Exercise input:
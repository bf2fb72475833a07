//! Axum route handlers for templates and rendering.

use std::sync::Arc;

use axum::{
    extract::{Path, State},
    http::StatusCode,
    Json,
};
use serde::{Deserialize, Serialize};
use serde_json::Value;
use tracing::{info, warn};
use uuid::Uuid;

use crate::auth::session::AdminUser;
use crate::errors::AppError;
use crate::models::document::{DocumentData, DocumentType};
use crate::models::template::TemplateRow;
use crate::render::builtin::{builtin_template, builtin_templates};
use crate::render::renderer::{RenderMode, RenderedDocument, TemplateRenderer, TemplateSource};
use crate::render::store::{self, NewTemplate};
use crate::state::AppState;

const MAX_TEMPLATE_BYTES: usize = 200 * 1024;
const MAX_TEMPLATE_NAME: usize = 80;

// ────────────────────────────────────────────────────────────────────────────
// Request / Response types
// ────────────────────────────────────────────────────────────────────────────

#[derive(Debug, Clone, Serialize)]
#[serde(rename_all = "camelCase")]
pub struct TemplateSummary {
    pub id: String,
    pub name: String,
    pub description: Option<String>,
    pub document_type: Option<String>,
    pub builtin: bool,
}

#[derive(Debug, Clone, Serialize)]
#[serde(rename_all = "camelCase")]
pub struct TemplateDetail {
    pub id: String,
    pub name: String,
    pub description: Option<String>,
    pub document_type: Option<String>,
    pub html: String,
    pub css: String,
    pub builtin: bool,
}

impl From<TemplateRow> for TemplateDetail {
    fn from(row: TemplateRow) -> Self {
        Self {
            id: row.id.to_string(),
            name: row.name,
            description: row.description,
            document_type: row.document_type,
            html: row.html,
            css: row.css,
            builtin: false,
        }
    }
}

#[derive(Debug, Deserialize)]
#[serde(rename_all = "camelCase")]
pub struct RenderRequest {
    pub template_id: Option<String>,
    pub html: Option<String>,
    pub css: Option<String>,
    pub data: DocumentData,
    #[serde(default)]
    pub mode: RenderMode,
}

#[derive(Debug, Deserialize)]
#[serde(rename_all = "camelCase")]
pub struct CreateTemplateRequest {
    pub name: String,
    pub description: Option<String>,
    pub html: String,
    #[serde(default)]
    pub css: String,
    pub document_type: Option<DocumentType>,
}

// ────────────────────────────────────────────────────────────────────────────
// Shared helpers
// ────────────────────────────────────────────────────────────────────────────

/// Looks a template up by builtin slug first, then by catalogue UUID.
pub async fn resolve_template(state: &AppState, id: &str) -> Result<TemplateDetail, AppError> {
    if let Some(t) = builtin_template(id) {
        return Ok(TemplateDetail {
            id: t.id.to_string(),
            name: t.name.to_string(),
            description: Some(t.description.to_string()),
            document_type: None,
            html: t.html.to_string(),
            css: t.css.to_string(),
            builtin: true,
        });
    }

    let uuid = Uuid::parse_str(id)
        .map_err(|_| AppError::NotFound(format!("Template {id} not found")))?;
    store::get_template(&state.db, uuid)
        .await
        .map_err(AppError::Internal)?
        .map(TemplateDetail::from)
        .ok_or_else(|| AppError::NotFound(format!("Template {id} not found")))
}

/// Runs the renderer off the async executor. Any failure becomes a generic render error.
pub async fn render_blocking(
    renderer: Arc<TemplateRenderer>,
    html: String,
    css: String,
    data: Value,
    mode: RenderMode,
    title: String,
) -> Result<RenderedDocument, AppError> {
    tokio::task::spawn_blocking(move || {
        renderer.render(&TemplateSource { html: &html, css: &css }, &data, mode, &title)
    })
    .await
    .map_err(|e| AppError::Internal(anyhow::anyhow!("render task panicked: {e}")))?
    .map_err(|e| AppError::Render(e.to_string()))
}

fn check_template_size(html: &str, css: &str) -> Result<(), AppError> {
    if html.len() > MAX_TEMPLATE_BYTES {
        return Err(AppError::InvalidField {
            field: "html".to_string(),
            message: "Template HTML is too large".to_string(),
        });
    }
    if css.len() > MAX_TEMPLATE_BYTES {
        return Err(AppError::InvalidField {
            field: "css".to_string(),
            message: "Template CSS is too large".to_string(),
        });
    }
    Ok(())
}

fn name_conflict(name: &str) -> AppError {
    AppError::Conflict(format!("A template named '{name}' already exists"))
}

/// Trims the name, checks its length, and rejects names taken by a built-in.
fn check_template_name(raw: &str) -> Result<&str, AppError> {
    let name = raw.trim();
    if name.is_empty() || name.chars().count() > MAX_TEMPLATE_NAME {
        return Err(AppError::InvalidField {
            field: "name".to_string(),
            message: format!("Template name must be 1-{MAX_TEMPLATE_NAME} characters"),
        });
    }
    let taken = builtin_templates()
        .iter()
        .any(|t| t.id.eq_ignore_ascii_case(name) || t.name.eq_ignore_ascii_case(name));
    if taken {
        return Err(name_conflict(name));
    }
    Ok(name)
}

/// The insert skips rows whose name is already in the catalogue, including one
/// written by a concurrent request after any earlier check.
fn created_or_conflict(row: Option<TemplateRow>, name: &str) -> Result<TemplateRow, AppError> {
    row.ok_or_else(|| name_conflict(name))
}

// ────────────────────────────────────────────────────────────────────────────
// Handlers
// ────────────────────────────────────────────────────────────────────────────

/// GET /api/v1/templates
pub async fn handle_list_templates(
    State(state): State<AppState>,
) -> Result<Json<Vec<TemplateSummary>>, AppError> {
    let mut templates: Vec<TemplateSummary> = builtin_templates()
        .iter()
        .map(|t| TemplateSummary {
            id: t.id.to_string(),
            name: t.name.to_string(),
            description: Some(t.description.to_string()),
            document_type: None,
            builtin: true,
        })
        .collect();

    let stored = store::list_templates(&state.db)
        .await
        .map_err(AppError::Internal)?;
    templates.extend(stored.into_iter().map(|row| TemplateSummary {
        id: row.id.to_string(),
        name: row.name,
        description: row.description,
        document_type: row.document_type,
        builtin: false,
    }));

    Ok(Json(templates))
}

/// GET /api/v1/templates/:id
pub async fn handle_get_template(
    State(state): State<AppState>,
    Path(id): Path<String>,
) -> Result<Json<TemplateDetail>, AppError> {
    Ok(Json(resolve_template(&state, &id).await?))
}

/// POST /api/v1/render
///
/// Renders document data with a catalogue template or an inline HTML/CSS pair.
/// The data is not schema-validated: previews run while the wizard is half filled in.
pub async fn handle_render(
    State(state): State<AppState>,
    Json(req): Json<RenderRequest>,
) -> Result<Json<RenderedDocument>, AppError> {
    let (html, css) = match (req.template_id.as_deref(), req.html) {
        (Some(id), _) => {
            let template = resolve_template(&state, id).await?;
            (template.html, template.css)
        }
        (None, Some(html)) => (html, req.css.unwrap_or_default()),
        (None, None) => {
            return Err(AppError::Validation(
                "Either templateId or html must be provided".to_string(),
            ))
        }
    };
    check_template_size(&html, &css)?;

    let title = req.data.personal_info().full_name.clone();
    let data = serde_json::to_value(&req.data).map_err(|e| AppError::Internal(e.into()))?;

    let rendered = render_blocking(state.renderer.clone(), html, css, data, req.mode, title).await?;
    Ok(Json(rendered))
}

/// POST /api/v1/admin/templates
pub async fn handle_create_template(
    State(state): State<AppState>,
    admin: AdminUser,
    Json(req): Json<CreateTemplateRequest>,
) -> Result<(StatusCode, Json<TemplateDetail>), AppError> {
    let name = check_template_name(&req.name)?;
    if req.html.trim().is_empty() {
        return Err(AppError::InvalidField {
            field: "html".to_string(),
            message: "Template HTML is required".to_string(),
        });
    }
    check_template_size(&req.html, &req.css)?;

    // Compile once against empty data so syntax errors surface at upload time.
    if let Err(e) = state.renderer.render_body(&req.html, &Value::Null) {
        warn!("Rejected template '{name}': {e}");
        return Err(AppError::InvalidField {
            field: "html".to_string(),
            message: "Template could not be compiled".to_string(),
        });
    }

    let row = store::insert_template(
        &state.db,
        NewTemplate {
            name,
            description: req.description.as_deref(),
            html: &req.html,
            css: &req.css,
            document_type: req.document_type.map(|d| d.as_str()),
        },
    )
    .await
    .map_err(AppError::Internal)?;
    let row = created_or_conflict(row, name)?;

    info!("Admin {} created template {}", admin.0.email, row.id);
    Ok((StatusCode::CREATED, Json(row.into())))
}

/// DELETE /api/v1/admin/templates/:id
pub async fn handle_delete_template(
    State(state): State<AppState>,
    admin: AdminUser,
    Path(id): Path<Uuid>,
) -> Result<StatusCode, AppError> {
    let deleted = store::delete_template(&state.db, id)
        .await
        .map_err(AppError::Internal)?;
    if !deleted {
        return Err(AppError::NotFound(format!("Template {id} not found")));
    }
    info!("Admin {} deleted template {id}", admin.0.email);
    Ok(StatusCode::NO_CONTENT)
}

#[cfg(test)]
mod tests {
    use super::*;

    #[test]
    fn test_check_template_size() {
        assert!(check_template_size("<p></p>", "").is_ok());
        let big = "a".repeat(MAX_TEMPLATE_BYTES + 1);
        match check_template_size(&big, "") {
            Err(AppError::InvalidField { field, .. }) => assert_eq!(field, "html"),
            other => panic!("unexpected: {other:?}"),
        }
        match check_template_size("", &big) {
            Err(AppError::InvalidField { field, .. }) => assert_eq!(field, "css"),
            other => panic!("unexpected: {other:?}"),
        }
    }

    #[test]
    fn test_template_name_checks() {
        assert_eq!(check_template_name("  Elegant ").unwrap(), "Elegant");
        assert!(matches!(check_template_name("   "), Err(AppError::InvalidField { .. })));
        let long = "n".repeat(MAX_TEMPLATE_NAME + 1);
        assert!(matches!(check_template_name(&long), Err(AppError::InvalidField { .. })));
        assert!(matches!(check_template_name("CLASSIC"), Err(AppError::Conflict(_))));
        assert!(matches!(check_template_name("modern"), Err(AppError::Conflict(_))));
    }

    #[test]
    fn test_skipped_insert_is_a_conflict() {
        match created_or_conflict(None, "Elegant") {
            Err(AppError::Conflict(msg)) => assert!(msg.contains("Elegant")),
            other => panic!("unexpected: {other:?}"),
        }

        let row = TemplateRow {
            id: Uuid::new_v4(),
            name: "Elegant".to_string(),
            description: None,
            html: "<p></p>".to_string(),
            css: String::new(),
            document_type: None,
            created_at: chrono::Utc::now(),
        };
        let id = row.id;
        assert_eq!(created_or_conflict(Some(row), "Elegant").unwrap().id, id);
    }

    #[tokio::test]
    async fn test_render_blocking_maps_failures_to_render_error() {
        let renderer = Arc::new(TemplateRenderer::new());
        let result = render_blocking(
            renderer,
            "{{#if x}}".to_string(),
            String::new(),
            Value::Null,
            RenderMode::Print,
            "t".to_string(),
        )
        .await;
        assert!(matches!(result, Err(AppError::Render(_))));
    }

    #[test]
    fn test_render_request_defaults_to_preview() {
        let req: RenderRequest = serde_json::from_value(serde_json::json!({
            "templateId": "classic",
            "data": { "documentType": "cv" }
        }))
        .unwrap();
        assert_eq!(req.mode, RenderMode::Preview);
        assert_eq!(req.data.document_type(), DocumentType::Cv);
    }
}
// Document persistence and per-type validation.
// Documents are stored whole as JSONB; every save replaces the previous body.

pub mod handlers;
pub mod store;
pub mod validation;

Assignment: Find the lines above that contain "deleted" and give their count, with nothing added.

Exercise output: 3